• Extracted records
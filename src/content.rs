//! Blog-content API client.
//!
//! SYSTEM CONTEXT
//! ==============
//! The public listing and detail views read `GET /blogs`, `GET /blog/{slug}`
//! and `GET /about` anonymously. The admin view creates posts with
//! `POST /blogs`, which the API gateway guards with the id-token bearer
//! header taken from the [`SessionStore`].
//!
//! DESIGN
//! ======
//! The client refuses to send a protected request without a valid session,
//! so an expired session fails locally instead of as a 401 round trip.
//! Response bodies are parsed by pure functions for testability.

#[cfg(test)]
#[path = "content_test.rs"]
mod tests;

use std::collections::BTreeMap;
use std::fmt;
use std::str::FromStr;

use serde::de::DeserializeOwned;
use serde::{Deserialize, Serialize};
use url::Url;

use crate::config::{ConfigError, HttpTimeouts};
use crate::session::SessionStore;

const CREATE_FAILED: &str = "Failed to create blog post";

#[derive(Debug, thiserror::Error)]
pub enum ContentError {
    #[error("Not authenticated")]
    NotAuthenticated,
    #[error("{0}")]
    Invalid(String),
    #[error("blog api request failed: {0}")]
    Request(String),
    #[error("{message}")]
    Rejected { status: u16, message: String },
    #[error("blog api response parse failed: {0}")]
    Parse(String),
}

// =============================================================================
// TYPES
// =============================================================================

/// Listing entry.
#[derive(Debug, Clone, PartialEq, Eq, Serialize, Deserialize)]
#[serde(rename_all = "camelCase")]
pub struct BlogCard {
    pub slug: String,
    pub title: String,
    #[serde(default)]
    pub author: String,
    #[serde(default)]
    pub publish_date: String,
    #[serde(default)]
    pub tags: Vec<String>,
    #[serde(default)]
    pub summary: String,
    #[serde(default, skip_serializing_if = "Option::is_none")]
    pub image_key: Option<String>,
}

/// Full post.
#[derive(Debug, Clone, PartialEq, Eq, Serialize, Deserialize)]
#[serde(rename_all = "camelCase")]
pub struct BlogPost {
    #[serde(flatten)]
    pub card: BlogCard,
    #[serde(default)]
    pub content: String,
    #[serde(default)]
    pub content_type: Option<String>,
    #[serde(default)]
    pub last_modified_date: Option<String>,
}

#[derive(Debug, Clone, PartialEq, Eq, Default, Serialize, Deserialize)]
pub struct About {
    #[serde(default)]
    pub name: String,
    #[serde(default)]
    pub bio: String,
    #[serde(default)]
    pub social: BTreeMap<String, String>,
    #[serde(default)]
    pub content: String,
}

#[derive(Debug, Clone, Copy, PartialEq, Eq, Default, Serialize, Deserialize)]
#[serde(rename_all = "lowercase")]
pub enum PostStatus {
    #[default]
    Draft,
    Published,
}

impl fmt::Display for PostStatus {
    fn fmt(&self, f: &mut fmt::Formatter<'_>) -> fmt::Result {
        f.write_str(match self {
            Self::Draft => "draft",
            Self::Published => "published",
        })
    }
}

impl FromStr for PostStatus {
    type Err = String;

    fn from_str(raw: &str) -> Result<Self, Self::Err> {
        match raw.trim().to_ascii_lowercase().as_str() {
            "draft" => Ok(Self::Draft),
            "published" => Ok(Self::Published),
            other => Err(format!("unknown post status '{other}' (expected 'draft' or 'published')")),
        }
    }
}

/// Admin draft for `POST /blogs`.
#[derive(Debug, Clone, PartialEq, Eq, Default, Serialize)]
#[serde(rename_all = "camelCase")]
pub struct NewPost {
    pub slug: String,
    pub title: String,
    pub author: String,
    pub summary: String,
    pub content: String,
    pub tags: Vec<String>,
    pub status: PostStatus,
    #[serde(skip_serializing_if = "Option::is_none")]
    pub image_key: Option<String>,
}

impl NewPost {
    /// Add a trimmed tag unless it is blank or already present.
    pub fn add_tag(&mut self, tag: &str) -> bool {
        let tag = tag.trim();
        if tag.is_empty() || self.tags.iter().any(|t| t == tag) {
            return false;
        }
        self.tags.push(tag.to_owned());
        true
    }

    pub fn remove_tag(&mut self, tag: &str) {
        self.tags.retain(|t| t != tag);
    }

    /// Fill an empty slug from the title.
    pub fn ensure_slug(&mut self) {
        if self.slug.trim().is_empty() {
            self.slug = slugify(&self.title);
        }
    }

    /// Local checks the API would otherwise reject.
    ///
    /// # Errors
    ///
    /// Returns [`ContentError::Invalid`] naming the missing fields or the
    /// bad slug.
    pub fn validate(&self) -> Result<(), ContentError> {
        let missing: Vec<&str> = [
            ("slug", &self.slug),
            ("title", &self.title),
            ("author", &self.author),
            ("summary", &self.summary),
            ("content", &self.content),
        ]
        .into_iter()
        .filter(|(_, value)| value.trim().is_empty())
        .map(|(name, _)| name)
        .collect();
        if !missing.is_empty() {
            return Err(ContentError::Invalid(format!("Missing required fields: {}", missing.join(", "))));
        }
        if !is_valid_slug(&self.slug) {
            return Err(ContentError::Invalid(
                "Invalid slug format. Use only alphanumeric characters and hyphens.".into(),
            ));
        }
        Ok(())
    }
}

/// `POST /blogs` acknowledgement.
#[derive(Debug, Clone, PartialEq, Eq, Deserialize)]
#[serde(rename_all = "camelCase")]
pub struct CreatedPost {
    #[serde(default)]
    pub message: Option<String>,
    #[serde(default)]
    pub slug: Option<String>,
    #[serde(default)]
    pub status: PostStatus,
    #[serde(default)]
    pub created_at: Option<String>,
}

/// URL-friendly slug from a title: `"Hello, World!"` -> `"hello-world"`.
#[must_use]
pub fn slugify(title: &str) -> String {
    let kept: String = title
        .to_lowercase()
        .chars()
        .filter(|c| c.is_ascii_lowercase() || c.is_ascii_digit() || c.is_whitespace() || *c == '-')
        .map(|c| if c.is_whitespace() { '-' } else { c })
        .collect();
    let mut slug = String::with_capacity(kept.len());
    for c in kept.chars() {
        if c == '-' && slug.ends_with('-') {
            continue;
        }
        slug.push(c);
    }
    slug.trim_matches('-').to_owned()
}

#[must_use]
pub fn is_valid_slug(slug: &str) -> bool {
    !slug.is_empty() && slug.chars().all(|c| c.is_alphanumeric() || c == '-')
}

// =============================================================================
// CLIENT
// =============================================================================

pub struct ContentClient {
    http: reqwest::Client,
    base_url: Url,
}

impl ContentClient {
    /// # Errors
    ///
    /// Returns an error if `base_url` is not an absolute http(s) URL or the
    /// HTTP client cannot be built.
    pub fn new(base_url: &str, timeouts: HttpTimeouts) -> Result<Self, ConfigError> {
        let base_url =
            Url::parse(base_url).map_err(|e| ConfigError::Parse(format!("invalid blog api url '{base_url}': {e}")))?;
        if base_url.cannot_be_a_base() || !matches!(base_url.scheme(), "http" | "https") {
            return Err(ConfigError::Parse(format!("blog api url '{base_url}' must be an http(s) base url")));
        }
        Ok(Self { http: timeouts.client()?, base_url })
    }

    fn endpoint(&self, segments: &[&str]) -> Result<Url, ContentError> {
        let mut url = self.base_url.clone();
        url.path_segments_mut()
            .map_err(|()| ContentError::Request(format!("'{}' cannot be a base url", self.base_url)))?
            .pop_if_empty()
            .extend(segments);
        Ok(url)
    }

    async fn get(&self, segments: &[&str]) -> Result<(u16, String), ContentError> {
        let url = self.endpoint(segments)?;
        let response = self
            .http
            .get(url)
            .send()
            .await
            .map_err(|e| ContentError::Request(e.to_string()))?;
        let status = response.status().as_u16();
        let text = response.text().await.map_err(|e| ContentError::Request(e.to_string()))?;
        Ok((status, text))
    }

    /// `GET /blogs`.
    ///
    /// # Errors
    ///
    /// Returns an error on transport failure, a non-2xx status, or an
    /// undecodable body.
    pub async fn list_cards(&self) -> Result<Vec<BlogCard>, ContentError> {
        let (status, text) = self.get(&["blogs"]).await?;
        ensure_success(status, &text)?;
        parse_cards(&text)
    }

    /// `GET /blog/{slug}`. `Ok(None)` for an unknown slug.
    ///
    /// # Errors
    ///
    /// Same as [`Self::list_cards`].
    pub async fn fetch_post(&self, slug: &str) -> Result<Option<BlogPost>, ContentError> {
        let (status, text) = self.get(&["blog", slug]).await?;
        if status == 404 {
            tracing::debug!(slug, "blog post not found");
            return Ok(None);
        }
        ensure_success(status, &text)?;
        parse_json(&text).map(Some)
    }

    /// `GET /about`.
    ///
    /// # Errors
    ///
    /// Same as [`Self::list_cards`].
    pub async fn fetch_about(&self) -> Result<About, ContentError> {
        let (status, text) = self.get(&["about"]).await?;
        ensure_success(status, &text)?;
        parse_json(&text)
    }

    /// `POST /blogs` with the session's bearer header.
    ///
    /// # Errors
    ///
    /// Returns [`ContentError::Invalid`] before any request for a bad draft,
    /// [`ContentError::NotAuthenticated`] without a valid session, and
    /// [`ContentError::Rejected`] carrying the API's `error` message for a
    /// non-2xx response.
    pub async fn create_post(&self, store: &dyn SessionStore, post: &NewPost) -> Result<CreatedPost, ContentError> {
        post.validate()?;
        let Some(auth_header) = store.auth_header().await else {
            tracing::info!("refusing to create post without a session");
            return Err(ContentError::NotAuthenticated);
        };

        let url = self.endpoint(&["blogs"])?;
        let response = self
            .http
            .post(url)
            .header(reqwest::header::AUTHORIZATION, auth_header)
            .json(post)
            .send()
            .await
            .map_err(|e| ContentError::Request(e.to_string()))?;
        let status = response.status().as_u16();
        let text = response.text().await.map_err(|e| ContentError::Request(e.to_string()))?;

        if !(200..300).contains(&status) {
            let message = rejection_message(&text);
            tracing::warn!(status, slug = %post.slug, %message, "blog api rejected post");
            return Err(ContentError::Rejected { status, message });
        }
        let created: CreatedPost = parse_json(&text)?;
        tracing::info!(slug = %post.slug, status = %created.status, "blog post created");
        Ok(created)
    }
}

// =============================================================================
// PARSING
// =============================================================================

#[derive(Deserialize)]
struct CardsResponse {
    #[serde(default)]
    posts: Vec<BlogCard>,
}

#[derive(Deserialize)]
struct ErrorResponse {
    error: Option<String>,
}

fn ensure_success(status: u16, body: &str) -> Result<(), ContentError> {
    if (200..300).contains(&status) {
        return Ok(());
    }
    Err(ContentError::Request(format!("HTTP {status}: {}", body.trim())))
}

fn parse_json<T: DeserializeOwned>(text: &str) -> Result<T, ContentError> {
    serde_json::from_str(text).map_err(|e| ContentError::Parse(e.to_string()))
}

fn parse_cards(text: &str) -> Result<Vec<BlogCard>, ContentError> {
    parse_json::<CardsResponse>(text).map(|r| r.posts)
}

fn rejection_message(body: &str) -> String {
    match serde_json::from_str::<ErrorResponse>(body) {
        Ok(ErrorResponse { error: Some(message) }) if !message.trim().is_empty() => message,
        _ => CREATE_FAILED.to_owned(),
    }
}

* * *

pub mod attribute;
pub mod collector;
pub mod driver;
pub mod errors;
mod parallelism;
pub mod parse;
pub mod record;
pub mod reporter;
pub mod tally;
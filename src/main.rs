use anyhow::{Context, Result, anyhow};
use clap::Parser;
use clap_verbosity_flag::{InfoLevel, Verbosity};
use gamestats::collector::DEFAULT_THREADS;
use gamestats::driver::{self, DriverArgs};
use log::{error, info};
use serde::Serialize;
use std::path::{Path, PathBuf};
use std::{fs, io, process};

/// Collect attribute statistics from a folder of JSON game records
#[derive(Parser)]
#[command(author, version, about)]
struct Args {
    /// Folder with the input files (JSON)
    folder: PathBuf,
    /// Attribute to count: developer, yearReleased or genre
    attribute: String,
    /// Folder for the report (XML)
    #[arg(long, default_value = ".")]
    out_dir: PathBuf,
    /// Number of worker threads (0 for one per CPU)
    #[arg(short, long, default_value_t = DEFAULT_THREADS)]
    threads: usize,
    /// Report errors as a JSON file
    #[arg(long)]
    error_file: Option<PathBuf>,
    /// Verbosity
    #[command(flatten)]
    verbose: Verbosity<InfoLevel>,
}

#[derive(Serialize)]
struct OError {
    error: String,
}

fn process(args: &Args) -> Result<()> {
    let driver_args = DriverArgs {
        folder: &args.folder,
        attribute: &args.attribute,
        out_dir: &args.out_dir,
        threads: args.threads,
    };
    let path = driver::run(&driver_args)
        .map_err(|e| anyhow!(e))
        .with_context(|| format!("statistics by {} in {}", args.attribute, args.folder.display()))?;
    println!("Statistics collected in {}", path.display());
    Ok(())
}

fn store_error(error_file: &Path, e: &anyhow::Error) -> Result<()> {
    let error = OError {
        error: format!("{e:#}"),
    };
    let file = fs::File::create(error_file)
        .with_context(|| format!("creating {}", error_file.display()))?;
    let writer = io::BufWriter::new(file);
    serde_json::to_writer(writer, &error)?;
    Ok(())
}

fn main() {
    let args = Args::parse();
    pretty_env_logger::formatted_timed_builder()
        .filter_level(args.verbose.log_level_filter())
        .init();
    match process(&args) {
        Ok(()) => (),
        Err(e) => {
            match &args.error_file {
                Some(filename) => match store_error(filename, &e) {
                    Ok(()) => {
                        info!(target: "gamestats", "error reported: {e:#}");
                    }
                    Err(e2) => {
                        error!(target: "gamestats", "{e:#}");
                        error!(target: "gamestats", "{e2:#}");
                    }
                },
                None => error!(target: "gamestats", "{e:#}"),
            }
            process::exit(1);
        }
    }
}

• Problem to solve
Taking the entries above, restate exactly those lines that fall between the line with "filename src/content.rs" and the line with "creates posts with", keeping both of those lines too.

• Output of the exercise
filename src/content.rs
//! Blog-content API client.
//!
//! SYSTEM CONTEXT
//! ==============
//! The public listing and detail views read `GET /blogs`, `GET /blog/{slug}`
//! and `GET /about` anonymously. The admin view creates posts with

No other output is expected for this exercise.